Prompt: Repeat the records below in their entirety, exactly.

##### Records to use #####

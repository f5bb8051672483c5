use std::{any::type_name, collections::HashMap, fmt::Debug, sync::Arc};

use crate::{
    dependency_graph::DependencyGraph,
    errors::RequireError,
    levels::Levels,
    types::{Injectable, Instance},
};

/// Container holding all initiated services by name
#[derive(Clone)]
pub struct DiContainer(pub Arc<DiContainerInner>);
pub struct DiContainerInner {
    instances: HashMap<String, Instance>,
    graph: DependencyGraph,
    levels: Levels,
}
impl Debug for DiContainer {
    fn fmt(&self, f: &mut std::fmt::Formatter<'_>) -> std::fmt::Result {
        let mut map = f.debug_struct("DiContainer");
        for name in self.names() {
            if let Some(instance) = self.get(name) {
                map.field(name, &instance.info.type_name);
            }
        }
        map.finish()
    }
}

impl DiContainer {
    pub(crate) fn new(
        instances: HashMap<String, Instance>,
        graph: DependencyGraph,
        levels: Levels,
    ) -> Self {
        Self(Arc::new(DiContainerInner {
            instances,
            graph,
            levels,
        }))
    }

    pub fn get(&self, name: &str) -> Option<&Instance> {
        self.0.instances.get(name)
    }

    /// Attempts to get the service `name` as `T`
    pub fn require<T: Injectable>(&self, name: &str) -> Result<Arc<T>, RequireError> {
        let instance = self
            .get(name)
            .ok_or_else(|| RequireError::Missing(name.to_string()))?;

        instance
            .downcast()
            .map_err(|actual_type| RequireError::DowncastFailed {
                name: name.to_string(),
                required_type: type_name::<T>(),
                actual_type,
            })
    }

    pub fn contains(&self, name: &str) -> bool {
        self.0.instances.contains_key(name)
    }

    pub fn len(&self) -> usize {
        self.0.instances.len()
    }

    pub fn is_empty(&self) -> bool {
        self.0.instances.is_empty()
    }

    /// Names of all built services, in declaration order
    pub fn names(&self) -> impl Iterator<Item = &str> {
        self.0.graph.names().filter(|name| self.contains(name))
    }

    pub fn graph(&self) -> &DependencyGraph {
        &self.0.graph
    }

    pub fn levels(&self) -> &Levels {
        &self.0.levels
    }
}
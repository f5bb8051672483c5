use std::{future::Future, sync::Arc};

use crate::{
    arguments::CallArgs,
    types::{DynError, Injectable, Instance},
};

/// A constructor providing instances of a given type
///
/// This is what a `module` / `class` pair of a service definition resolves to.
pub trait Constructible: Send + Sync + 'static {
    type Provides: Injectable;

    /// Constructs a new instance from the resolved arguments
    ///
    /// Returns the constructed value, or an error if the arguments don't fit or the construction failed
    fn construct(
        &self,
        args: CallArgs,
    ) -> impl Future<Output = Result<Self::Provides, impl Into<DynError>>> + Send + '_;

    /// Wraps the constructed value
    ///
    /// Override with [`Instance::invocable`] if the provided type accepts method calls
    fn instance(provided: Self::Provides) -> Instance {
        Instance::new(provided)
    }
}

/// Wrapper Trait for constructors, providing instances of Any
pub trait DynConstructible: Send + Sync {
    /// Constructs a new instance from the resolved arguments
    fn construct(
        &self,
        args: CallArgs,
    ) -> Box<dyn Future<Output = Result<Instance, DynError>> + Send + '_>;
}
// Impl DynConstructible for any Constructible
impl<SpecificConstructor: Constructible> DynConstructible for SpecificConstructor {
    fn construct(
        &self,
        args: CallArgs,
    ) -> Box<dyn Future<Output = Result<Instance, DynError>> + Send + '_> {
        let construction_fut = async move {
            // Forward the call to the specific implementation
            <SpecificConstructor as Constructible>::construct(self, args)
                .await
                .map(<SpecificConstructor as Constructible>::instance)
                .map_err(|e| -> DynError { e.into() })
        };

        Box::new(construction_fut)
    }
}

/// Shared handle to a registered constructor
pub type Constructor = Arc<dyn DynConstructible>;

/// Methods of a built service, called by name
///
/// Used for factory methods, whose returned instance replaces the service,
/// and for post-construction calls, whose result is ignored.
pub trait Invocable: Injectable {
    fn invoke(&self, method: &str, args: CallArgs) -> Result<Option<Instance>, DynError>;
}

/// Constructor backed by a synchronous closure, see [`from_fn`]
pub struct FnConstructor<F>(F);

/// Creates a constructor from a closure building the instance directly
pub fn from_fn<F, E>(constructor: F) -> FnConstructor<F>
where
    F: Fn(CallArgs) -> Result<Instance, E> + Send + Sync + 'static,
    E: Into<DynError> + Send + 'static,
{
    FnConstructor(constructor)
}

impl<F, E> Constructible for FnConstructor<F>
where
    F: Fn(CallArgs) -> Result<Instance, E> + Send + Sync + 'static,
    E: Into<DynError> + Send + 'static,
{
    type Provides = Instance;

    fn construct(
        &self,
        args: CallArgs,
    ) -> impl Future<Output = Result<Self::Provides, impl Into<DynError>>> + Send + '_ {
        let result = (self.0)(args);
        async move { result }
    }

    fn instance(provided: Instance) -> Instance {
        provided
    }
}
//! HUD state mirrored into the host page.
//!
//! The engine never touches the DOM. Games write text into numbered slots and
//! publish a numeric gauge; the host polls `is_dirty` after each tick and
//! copies whatever changed into its own elements.

/// Text slots plus a numeric gauge, with change tracking.
#[derive(Debug, Clone)]
pub struct HudState {
    texts: Vec<String>,
    gauge: Vec<f32>,
    dirty: bool,
}

impl HudState {
    pub fn new(slots: usize) -> Self {
        Self {
            texts: vec![String::new(); slots],
            gauge: Vec::new(),
            dirty: true,
        }
    }

    /// Set the text of a slot. Out-of-range slots are ignored.
    pub fn set_text(&mut self, slot: usize, text: impl Into<String>) {
        let text = text.into();
        match self.texts.get_mut(slot) {
            Some(current) if *current != text => {
                *current = text;
                self.dirty = true;
            }
            Some(_) => {}
            None => log::warn!("HUD slot {} out of range ({} slots)", slot, self.texts.len()),
        }
    }

    /// Text of a slot, empty for unknown slots.
    pub fn text(&self, slot: usize) -> &str {
        self.texts.get(slot).map(String::as_str).unwrap_or("")
    }

    pub fn set_gauge(&mut self, values: Vec<f32>) {
        if self.gauge != values {
            self.gauge = values;
            self.dirty = true;
        }
    }

    pub fn gauge(&self) -> &[f32] {
        &self.gauge
    }

    pub fn gauge_ptr(&self) -> *const f32 {
        self.gauge.as_ptr()
    }

    pub fn slot_count(&self) -> usize {
        self.texts.len()
    }

    /// Whether anything changed since the last `mark_clean`.
    pub fn is_dirty(&self) -> bool {
        self.dirty
    }

    pub fn mark_clean(&mut self) {
        self.dirty = false;
    }
}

#####

Answer area:
repository f5bb8051672483c5
use std::{any::type_name, collections::HashMap, fmt::Debug, sync::Arc};

use crate::{
    dependency_graph::DependencyGraph,
    errors::RequireError,
    levels::Levels,
    types::{Injectable, Instance},
};

/// Container holding all initiated services by name
#[derive(Clone)]
pub struct DiContainer(pub Arc<DiContainerInner>);
pub struct DiContainerInner {
    instances: HashMap<String, Instance>,
    graph: DependencyGraph,
    levels: Levels,
}
impl Debug for DiContainer {
    fn fmt(&self, f: &mut std::fmt::Formatter<'_>) -> std::fmt::Result {
        let mut map = f.debug_struct("DiContainer");
        for name in self.names() {
            if let Some(instance) = self.get(name) {
                map.field(name, &instance.info.type_name);
            }
        }
        map.finish()
    }
}

impl DiContainer {
    pub(crate) fn new(
        instances: HashMap<String, Instance>,
        graph: DependencyGraph,
        levels: Levels,
    ) -> Self {
        Self(Arc::new(DiContainerInner {
            instances,
            graph,
            levels,
        }))
    }

    pub fn get(&self, name: &str) -> Option<&Instance> {
        self.0.instances.get(name)
    }

    /// Attempts to get the service `name` as `T`
    pub fn require<T: Injectable>(&self, name: &str) -> Result<Arc<T>, RequireError> {
        let instance = self
            .get(name)
            .ok_or_else(|| RequireError::Missing(name.to_string()))?;

        instance
            .downcast()
            .map_err(|actual_type| RequireError::DowncastFailed {
                name: name.to_string(),
                required_type: type_name::<T>(),
                actual_type,
            })
    }

    pub fn contains(&self, name: &str) -> bool {
        self.0.instances.contains_key(name)
    }

    pub fn len(&self) -> usize {
        self.0.instances.len()
    }

    pub fn is_empty(&self) -> bool {
        self.0.instances.is_empty()
    }

    /// Names of all built services, in declaration order
    pub fn names(&self) -> impl Iterator<Item = &str> {
        self.0.graph.names().filter(|name| self.contains(name))
    }

    pub fn graph(&self) -> &DependencyGraph {
        &self.0.graph
    }

    pub fn levels(&self) -> &Levels {
        &self.0.levels
    }
}
repository f5bb8051672483c5
use std::{future::Future, sync::Arc};

use crate::{
    arguments::CallArgs,
    types::{DynError, Injectable, Instance},
};

/// A constructor providing instances of a given type
///
/// This is what a `module` / `class` pair of a service definition resolves to.
pub trait Constructible: Send + Sync + 'static {
    type Provides: Injectable;

    /// Constructs a new instance from the resolved arguments
    ///
    /// Returns the constructed value, or an error if the arguments don't fit or the construction failed
    fn construct(
        &self,
        args: CallArgs,
    ) -> impl Future<Output = Result<Self::Provides, impl Into<DynError>>> + Send + '_;

    /// Wraps the constructed value
    ///
    /// Override with [`Instance::invocable`] if the provided type accepts method calls
    fn instance(provided: Self::Provides) -> Instance {
        Instance::new(provided)
    }
}

/// Wrapper Trait for constructors, providing instances of Any
pub trait DynConstructible: Send + Sync {
    /// Constructs a new instance from the resolved arguments
    fn construct(
        &self,
        args: CallArgs,
    ) -> Box<dyn Future<Output = Result<Instance, DynError>> + Send + '_>;
}
// Impl DynConstructible for any Constructible
impl<SpecificConstructor: Constructible> DynConstructible for SpecificConstructor {
    fn construct(
        &self,
        args: CallArgs,
    ) -> Box<dyn Future<Output = Result<Instance, DynError>> + Send + '_> {
        let construction_fut = async move {
            // Forward the call to the specific implementation
            <SpecificConstructor as Constructible>::construct(self, args)
                .await
                .map(<SpecificConstructor as Constructible>::instance)
                .map_err(|e| -> DynError { e.into() })
        };

        Box::new(construction_fut)
    }
}

/// Shared handle to a registered constructor
pub type Constructor = Arc<dyn DynConstructible>;

/// Methods of a built service, called by name
///
/// Used for factory methods, whose returned instance replaces the service,
/// and for post-construction calls, whose result is ignored.
pub trait Invocable: Injectable {
    fn invoke(&self, method: &str, args: CallArgs) -> Result<Option<Instance>, DynError>;
}

/// Constructor backed by a synchronous closure, see [`from_fn`]
pub struct FnConstructor<F>(F);

/// Creates a constructor from a closure building the instance directly
pub fn from_fn<F, E>(constructor: F) -> FnConstructor<F>
where
    F: Fn(CallArgs) -> Result<Instance, E> + Send + Sync + 'static,
    E: Into<DynError> + Send + 'static,
{
    FnConstructor(constructor)
}

impl<F, E> Constructible for FnConstructor<F>
where
    F: Fn(CallArgs) -> Result<Instance, E> + Send + Sync + 'static,
    E: Into<DynError> + Send + 'static,
{
    type Provides = Instance;

    fn construct(
        &self,
        args: CallArgs,
    ) -> impl Future<Output = Result<Self::Provides, impl Into<DynError>>> + Send + '_ {
        let result = (self.0)(args);
        async move { result }
    }

    fn instance(provided: Instance) -> Instance {
        provided
    }
}
//! HUD state mirrored into the host page.
//!
//! The engine never touches the DOM. Games write text into numbered slots and
//! publish a numeric gauge; the host polls `is_dirty` after each tick and
//! copies whatever changed into its own elements.

/// Text slots plus a numeric gauge, with change tracking.
#[derive(Debug, Clone)]
pub struct HudState {
    texts: Vec<String>,
    gauge: Vec<f32>,
    dirty: bool,
}

impl HudState {
    pub fn new(slots: usize) -> Self {
        Self {
            texts: vec![String::new(); slots],
            gauge: Vec::new(),
            dirty: true,
        }
    }

    /// Set the text of a slot. Out-of-range slots are ignored.
    pub fn set_text(&mut self, slot: usize, text: impl Into<String>) {
        let text = text.into();
        match self.texts.get_mut(slot) {
            Some(current) if *current != text => {
                *current = text;
                self.dirty = true;
            }
            Some(_) => {}
            None => log::warn!("HUD slot {} out of range ({} slots)", slot, self.texts.len()),
        }
    }

    /// Text of a slot, empty for unknown slots.
    pub fn text(&self, slot: usize) -> &str {
        self.texts.get(slot).map(String::as_str).unwrap_or("")
    }

    pub fn set_gauge(&mut self, values: Vec<f32>) {
        if self.gauge != values {
            self.gauge = values;
            self.dirty = true;
        }
    }

    pub fn gauge(&self) -> &[f32] {
        &self.gauge
    }

    pub fn gauge_ptr(&self) -> *const f32 {
        self.gauge.as_ptr()
    }

    pub fn slot_count(&self) -> usize {
        self.texts.len()
    }

    /// Whether anything changed since the last `mark_clean`.
    pub fn is_dirty(&self) -> bool {
        self.dirty
    }

    pub fn mark_clean(&mut self) {
        self.dirty = false;
    }
}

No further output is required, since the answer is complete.